Bordering Kyrgyzstan, Uzbekistan, Afghanistan and China, and one of the poorest ‘stani’s’, Tajikistan has the world’s tallest flagpole rising 165 meters in the air which landed the country its only entry in the Guinness Book of World Records . As of last week however Tajikistan has the honour of joining yet another global standard when the President re-affirmed its commitment to implement the Extractive Industry Transparency Initiative during a conference held in Dushanbe on November 13 and 14. It was interesting to note however that it was only in the second statement that the Deputy Minister for Finance referred to the three parties in the multi-stakeholder initiative; in the first shorter version he omitted civil society.

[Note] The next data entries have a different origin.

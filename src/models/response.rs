//! Uniform response returned to the front end

use axum::{
    body::Bytes,
    http::{header, HeaderValue, StatusCode},
    response::{IntoResponse, Response},
    Json,
};
use serde::{Deserialize, Serialize};

use super::prometheus::Matrix;

#[derive(Debug, Clone, Copy, PartialEq, Eq, Serialize, Deserialize)]
#[serde(rename_all = "lowercase")]
pub enum ResultType {
    Matrix,
}

#[derive(Debug, Clone, PartialEq, Serialize, Deserialize)]
pub struct QueryResponseData {
    #[serde(rename = "resultType")]
    pub result_type: ResultType,
    pub result: Matrix,
}

#[derive(Debug, Clone, PartialEq, Serialize, Deserialize)]
pub struct QueryResponse {
    pub data: QueryResponseData,
}

impl QueryResponse {
    pub fn matrix(result: Matrix) -> Self {
        Self {
            data: QueryResponseData {
                result_type: ResultType::Matrix,
                result,
            },
        }
    }
}

/// Either converted series or an untouched backend payload, never both
#[derive(Debug, Clone)]
pub enum NormalizedResponse {
    Matrix(QueryResponse),
    Raw(Bytes),
}

impl IntoResponse for NormalizedResponse {
    fn into_response(self) -> Response {
        match self {
            Self::Matrix(resp) => Json(resp).into_response(),
            Self::Raw(payload) => (
                StatusCode::OK,
                [(
                    header::CONTENT_TYPE,
                    HeaderValue::from_static("application/json"),
                )],
                payload,
            )
                .into_response(),
        }
    }
}

#[cfg(test)]
mod tests {
    use super::*;
    use crate::models::prometheus::{SamplePair, SampleStream};
    use std::collections::BTreeMap;

    #[test]
    fn test_matrix_serialization() {
        let resp = QueryResponse::matrix(vec![SampleStream {
            metric: BTreeMap::from([("SrcK8S_Namespace".to_string(), "default".to_string())]),
            values: vec![SamplePair(serde_json::Number::from(1000), "42".to_string())],
        }]);

        assert_eq!(
            serde_json::to_string(&resp).unwrap(),
            r#"{"data":{"resultType":"matrix","result":[{"metric":{"SrcK8S_Namespace":"default"},"values":[[1000,"42"]]}]}}"#
        );
    }

    #[tokio::test]
    async fn test_raw_response_is_untouched() {
        let payload = Bytes::from_static(br#"{"status":"success","data":{"resultType":"streams","result":[]}}"#);
        let response = NormalizedResponse::Raw(payload.clone()).into_response();

        assert_eq!(response.status(), StatusCode::OK);
        assert_eq!(
            response.headers().get(header::CONTENT_TYPE).unwrap(),
            "application/json"
        );
        let body = axum::body::to_bytes(response.into_body(), usize::MAX)
            .await
            .unwrap();
        assert_eq!(body, payload);
    }
}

And civil society was arguably the heaviest represented in the conference room: we had PWYP civil society coalition members from Kyrgyzstan, Azerbaijan, Kazakhstan, Mongolia and emerging coalition members from Ukraine and Tajikistan. They were not only attending the EITI conference but also the eighth PWYP Eurasia Regional Meeting that immediately followed. The PWYP regional meeting discussed the future of the EITI where once again the following recommendations were endorsed . Civil society members got an update from EITI CSO board member Dorjdari Namkhaijantsan on the proceedings in Lusaka and plotted on their strategy for the coming months to convince their MSG constituencies at national and international level of the urgency of contract transparency and project-by-project reporting.
A large amount of time was set aside to discuss how to take forward the new PWYP Strategy Vision 20/20 within the Eurasia context. PWYP coalitions started to draft action plans and shared this with each other. While a full report including these national action plans will become available in the coming weeks, there were two very clear recommendations for the PWYP International Secretariat. Firstly the need for a Russian-speaking regional coordinator based in the region and secondly the need to help coalitions access funding at national, regional and international level.

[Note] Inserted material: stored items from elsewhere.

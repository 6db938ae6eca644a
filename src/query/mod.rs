//! Caller-facing query parameters
//!
//! Parses the plain string parameters sent by the front end into an
//! immutable [`QueryParameters`], shared by the Loki and Prometheus
//! compilers. Numeric parameters are validated here so that a malformed
//! request never reaches a backend.

pub mod filters;

use serde::{Deserialize, Serialize};

use crate::error::AppError;

pub use filters::{FieldCatalog, FieldKind, FilterMatch, LabelMatcher};

const START_PARAM: &str = "start";
const END_PARAM: &str = "end";
const LIMIT_PARAM: &str = "limit";
const FUNCTION_PARAM: &str = "function";
const TYPE_PARAM: &str = "type";
const REPORTER_PARAM: &str = "reporter";

/// Fixed compile-time knobs, overridable from the `[query]` config section
#[derive(Debug, Clone, Deserialize, Serialize)]
pub struct QueryDefaults {
    #[serde(default = "default_limit")]
    pub limit: u32,
    #[serde(default = "default_range_seconds")]
    pub range_seconds: u64,
    #[serde(default = "default_step_seconds")]
    pub step_seconds: u64,
    /// Value of the `app` stream label every flow query selects on
    #[serde(default = "default_app_label")]
    pub app_label: String,
    #[serde(default = "default_topology_group_by")]
    pub topology_group_by: Vec<String>,
}

impl Default for QueryDefaults {
    fn default() -> Self {
        Self {
            limit: default_limit(),
            range_seconds: default_range_seconds(),
            step_seconds: default_step_seconds(),
            app_label: default_app_label(),
            topology_group_by: default_topology_group_by(),
        }
    }
}

fn default_limit() -> u32 {
    100
}

fn default_range_seconds() -> u64 {
    300
}

fn default_step_seconds() -> u64 {
    60
}

fn default_app_label() -> String {
    "netobserv-flowcollector".to_string()
}

fn default_topology_group_by() -> Vec<String> {
    [
        "SrcK8S_Name",
        "SrcK8S_Type",
        "SrcK8S_OwnerName",
        "SrcK8S_OwnerType",
        "SrcK8S_Namespace",
        "SrcAddr",
        "SrcK8S_HostIP",
        "DstK8S_Name",
        "DstK8S_Type",
        "DstK8S_OwnerName",
        "DstK8S_OwnerType",
        "DstK8S_Namespace",
        "DstAddr",
        "DstK8S_HostIP",
    ]
    .iter()
    .map(|s| s.to_string())
    .collect()
}

/// Per-series aggregation applied over the query range
#[derive(Debug, Clone, Copy, PartialEq, Eq, Default)]
pub enum MetricFunction {
    Avg,
    Max,
    Rate,
    #[default]
    Sum,
}

impl MetricFunction {
    /// Unknown values fall back to `Sum` instead of failing the request
    pub fn parse_lenient(value: &str) -> Self {
        match value {
            "avg" => Self::Avg,
            "max" => Self::Max,
            "rate" => Self::Rate,
            _ => Self::Sum,
        }
    }

    /// LogQL range aggregation keyword
    pub fn as_logql(&self) -> &'static str {
        match self {
            Self::Avg => "avg_over_time",
            Self::Max => "max_over_time",
            Self::Rate => "rate",
            Self::Sum => "sum_over_time",
        }
    }
}

/// Flow field aggregated by metric queries
#[derive(Debug, Clone, Copy, PartialEq, Eq, Default)]
pub enum MetricField {
    #[default]
    Bytes,
    Packets,
}

impl MetricField {
    pub fn parse_lenient(value: &str) -> Self {
        match value {
            "packets" => Self::Packets,
            _ => Self::Bytes,
        }
    }

    pub fn as_str(&self) -> &'static str {
        match self {
            Self::Bytes => "Bytes",
            Self::Packets => "Packets",
        }
    }
}

impl std::fmt::Display for MetricField {
    fn fmt(&self, f: &mut std::fmt::Formatter<'_>) -> std::fmt::Result {
        f.write_str(self.as_str())
    }
}

/// Which side of the connection reported the flow
#[derive(Debug, Clone, Copy, PartialEq, Eq, Default)]
pub enum Reporter {
    Source,
    Destination,
    #[default]
    Both,
}

impl Reporter {
    pub fn parse_lenient(value: &str) -> Self {
        match value {
            "source" => Self::Source,
            "destination" => Self::Destination,
            _ => Self::Both,
        }
    }

    /// `FlowDirection` value selecting this reporter, if any
    pub fn flow_direction(&self) -> Option<&'static str> {
        match self {
            Self::Source => Some("1"),
            Self::Destination => Some("0"),
            Self::Both => None,
        }
    }
}

/// Validated filter and aggregation intent for one request
#[derive(Debug, Clone, Default)]
pub struct QueryParameters {
    start: Option<i64>,
    end: Option<i64>,
    limit: Option<u32>,
    reporter: Reporter,
    function: MetricFunction,
    field: MetricField,
    filters: Vec<FilterMatch>,
}

impl QueryParameters {
    /// Parse a raw URL query string (`a=b&c=d`)
    pub fn from_query_string(raw: Option<&str>) -> Result<Self, AppError> {
        let pairs = url::form_urlencoded::parse(raw.unwrap_or_default().as_bytes())
            .map(|(k, v)| (k.into_owned(), v.into_owned()));
        Self::from_pairs(pairs)
    }

    /// Build parameters from decoded key/value pairs
    ///
    /// Recognized keys are `start`, `end`, `limit`, `function`, `type` and
    /// `reporter`; every other key is a filter. Empty values count as absent.
    pub fn from_pairs<I, K, V>(pairs: I) -> Result<Self, AppError>
    where
        I: IntoIterator<Item = (K, V)>,
        K: AsRef<str>,
        V: AsRef<str>,
    {
        let mut params = Self::default();

        for (key, value) in pairs {
            let (key, value) = (key.as_ref(), value.as_ref());
            if value.is_empty() {
                continue;
            }
            match key {
                START_PARAM => params.start = Some(parse_epoch(START_PARAM, value)?),
                END_PARAM => params.end = Some(parse_epoch(END_PARAM, value)?),
                LIMIT_PARAM => {
                    let limit = value.parse::<u32>().map_err(|_| {
                        AppError::InvalidParameter(format!("can't parse limit param: {}", value))
                    })?;
                    params.limit = Some(limit);
                }
                FUNCTION_PARAM => params.function = MetricFunction::parse_lenient(value),
                TYPE_PARAM => params.field = MetricField::parse_lenient(value),
                REPORTER_PARAM => params.reporter = Reporter::parse_lenient(value),
                _ => params.filters.push(FilterMatch::parse(key, value)?),
            }
        }

        Ok(params)
    }

    pub fn start(&self) -> Option<i64> {
        self.start
    }

    pub fn end(&self) -> Option<i64> {
        self.end
    }

    pub fn reporter(&self) -> Reporter {
        self.reporter
    }

    pub fn function(&self) -> MetricFunction {
        self.function
    }

    pub fn field(&self) -> MetricField {
        self.field
    }

    pub fn filters(&self) -> &[FilterMatch] {
        &self.filters
    }

    pub fn resolve_limit(&self, defaults: &QueryDefaults) -> u32 {
        self.limit.unwrap_or(defaults.limit)
    }

    /// `end - start` when both bounds are present and the span is positive
    pub fn resolve_range(&self, defaults: &QueryDefaults) -> u64 {
        match (self.start, self.end) {
            (Some(start), Some(end)) if end > start => end.abs_diff(start),
            _ => defaults.range_seconds,
        }
    }
}

fn parse_epoch(name: &str, value: &str) -> Result<i64, AppError> {
    value
        .parse::<i64>()
        .map_err(|_| AppError::InvalidParameter(format!("can't parse {} param: {}", name, value)))
}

Finally civil society from Tajikistan received ample time to share their experiences and hear some of the lessons learned from their colleagues in the region. The strongest lessons came from Kazakhstan, Azerbaijan and Ukraine: it is civil society’s role and responsibility to negotiate well during the initial phase of the EITI process so that all your asks are not only on the table but also make it in the first report! Azerbaijan is the clearest example in this where the aggregated data in the report doesn’t provide civil society with the level of information to translate transparency into accountability, but also Kazakhstan is still campaigning for a higher level of disaggregation. Ukraine civil society, the Dixie Group -who has just been nominated on the EITI MSG wants all the EITI strategic options in the EITI Ukraine and will not settle for anything less. This would allow Ukraine to take a leadership role in EITI implementation; something the region can use. Perhaps a bit of competition between Ukraine and Tajikistan would be useful?